## [Record excerpts]
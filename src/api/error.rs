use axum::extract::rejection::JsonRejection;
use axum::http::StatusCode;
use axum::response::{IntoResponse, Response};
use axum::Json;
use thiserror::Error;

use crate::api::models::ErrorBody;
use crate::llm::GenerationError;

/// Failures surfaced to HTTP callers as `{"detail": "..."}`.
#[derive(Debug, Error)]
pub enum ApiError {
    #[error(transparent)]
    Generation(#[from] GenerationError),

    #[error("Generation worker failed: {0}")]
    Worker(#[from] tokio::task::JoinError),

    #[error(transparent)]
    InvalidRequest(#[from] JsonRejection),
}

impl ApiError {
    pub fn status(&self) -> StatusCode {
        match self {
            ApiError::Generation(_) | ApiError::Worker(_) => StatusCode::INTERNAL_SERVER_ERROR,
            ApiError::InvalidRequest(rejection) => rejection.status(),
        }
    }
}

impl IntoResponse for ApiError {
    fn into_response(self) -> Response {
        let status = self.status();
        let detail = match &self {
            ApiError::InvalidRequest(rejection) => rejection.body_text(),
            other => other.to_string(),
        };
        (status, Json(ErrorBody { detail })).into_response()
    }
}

* * *

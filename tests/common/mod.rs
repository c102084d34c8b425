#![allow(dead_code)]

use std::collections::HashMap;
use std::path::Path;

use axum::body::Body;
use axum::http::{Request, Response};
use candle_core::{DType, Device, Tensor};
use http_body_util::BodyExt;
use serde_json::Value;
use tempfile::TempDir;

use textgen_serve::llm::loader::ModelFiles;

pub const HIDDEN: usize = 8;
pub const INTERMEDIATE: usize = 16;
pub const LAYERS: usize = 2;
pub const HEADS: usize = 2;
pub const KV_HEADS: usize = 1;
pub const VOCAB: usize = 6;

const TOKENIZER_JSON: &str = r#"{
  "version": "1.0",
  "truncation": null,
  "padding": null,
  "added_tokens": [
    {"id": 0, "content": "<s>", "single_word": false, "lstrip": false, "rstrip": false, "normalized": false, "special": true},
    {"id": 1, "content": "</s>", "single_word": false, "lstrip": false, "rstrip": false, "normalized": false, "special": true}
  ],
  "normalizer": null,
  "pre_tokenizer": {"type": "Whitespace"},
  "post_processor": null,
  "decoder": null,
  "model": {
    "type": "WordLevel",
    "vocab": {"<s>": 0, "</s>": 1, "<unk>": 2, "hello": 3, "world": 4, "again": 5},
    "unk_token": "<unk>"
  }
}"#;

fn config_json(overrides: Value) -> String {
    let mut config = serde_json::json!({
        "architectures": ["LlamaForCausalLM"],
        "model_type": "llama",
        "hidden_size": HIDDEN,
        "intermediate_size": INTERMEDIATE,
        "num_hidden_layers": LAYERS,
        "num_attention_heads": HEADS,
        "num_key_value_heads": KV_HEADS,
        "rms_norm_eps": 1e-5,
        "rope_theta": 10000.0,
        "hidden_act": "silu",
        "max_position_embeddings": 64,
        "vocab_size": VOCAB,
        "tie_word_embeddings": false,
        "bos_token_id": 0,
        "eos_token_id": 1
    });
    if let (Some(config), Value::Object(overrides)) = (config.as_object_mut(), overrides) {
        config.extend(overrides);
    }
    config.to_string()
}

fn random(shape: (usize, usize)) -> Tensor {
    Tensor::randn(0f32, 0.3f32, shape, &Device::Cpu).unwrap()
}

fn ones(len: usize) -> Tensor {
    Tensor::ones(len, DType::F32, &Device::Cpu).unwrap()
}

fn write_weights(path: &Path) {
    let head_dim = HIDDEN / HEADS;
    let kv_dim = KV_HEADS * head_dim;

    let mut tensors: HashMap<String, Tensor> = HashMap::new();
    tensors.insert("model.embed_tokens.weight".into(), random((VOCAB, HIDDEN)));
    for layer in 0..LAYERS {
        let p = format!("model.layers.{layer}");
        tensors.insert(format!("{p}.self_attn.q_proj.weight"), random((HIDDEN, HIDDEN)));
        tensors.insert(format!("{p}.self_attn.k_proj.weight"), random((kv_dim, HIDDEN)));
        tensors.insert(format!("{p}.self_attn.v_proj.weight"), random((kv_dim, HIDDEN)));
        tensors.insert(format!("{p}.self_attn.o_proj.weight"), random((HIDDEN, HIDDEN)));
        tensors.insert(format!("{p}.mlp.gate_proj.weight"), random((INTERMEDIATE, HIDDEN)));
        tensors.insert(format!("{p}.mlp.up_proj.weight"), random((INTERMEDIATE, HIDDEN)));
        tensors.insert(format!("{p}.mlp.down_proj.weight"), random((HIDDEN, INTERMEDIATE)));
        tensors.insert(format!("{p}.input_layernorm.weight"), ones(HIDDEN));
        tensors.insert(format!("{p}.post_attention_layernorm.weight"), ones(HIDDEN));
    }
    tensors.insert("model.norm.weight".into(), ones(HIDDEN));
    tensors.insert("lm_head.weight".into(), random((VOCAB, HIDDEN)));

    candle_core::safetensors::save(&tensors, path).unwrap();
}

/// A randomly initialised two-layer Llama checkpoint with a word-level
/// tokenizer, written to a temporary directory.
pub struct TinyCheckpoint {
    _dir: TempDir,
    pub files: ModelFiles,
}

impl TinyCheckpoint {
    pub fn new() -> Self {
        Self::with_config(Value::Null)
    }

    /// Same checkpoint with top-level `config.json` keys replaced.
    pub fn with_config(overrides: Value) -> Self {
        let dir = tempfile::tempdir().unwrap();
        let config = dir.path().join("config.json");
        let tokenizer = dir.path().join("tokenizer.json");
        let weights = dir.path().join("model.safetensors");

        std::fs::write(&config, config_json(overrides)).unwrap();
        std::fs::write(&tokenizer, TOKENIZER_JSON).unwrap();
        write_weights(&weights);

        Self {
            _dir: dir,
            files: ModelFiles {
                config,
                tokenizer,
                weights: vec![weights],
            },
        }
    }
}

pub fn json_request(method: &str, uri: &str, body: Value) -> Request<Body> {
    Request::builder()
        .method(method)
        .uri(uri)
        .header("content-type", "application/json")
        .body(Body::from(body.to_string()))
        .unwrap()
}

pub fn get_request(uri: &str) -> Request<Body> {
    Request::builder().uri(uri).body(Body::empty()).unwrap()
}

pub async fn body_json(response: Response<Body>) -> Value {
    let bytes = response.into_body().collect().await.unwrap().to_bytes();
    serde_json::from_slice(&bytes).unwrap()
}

## [Activity]
What lines in the material mention "content"? Copy every one of them.

## [Written answer]
    {"id": 0, "content": "<s>", "single_word": false, "lstrip": false, "rstrip": false, "normalized": false, "special": true},
    {"id": 1, "content": "</s>", "single_word": false, "lstrip": false, "rstrip": false, "normalized": false, "special": true}
        .header("content-type", "application/json")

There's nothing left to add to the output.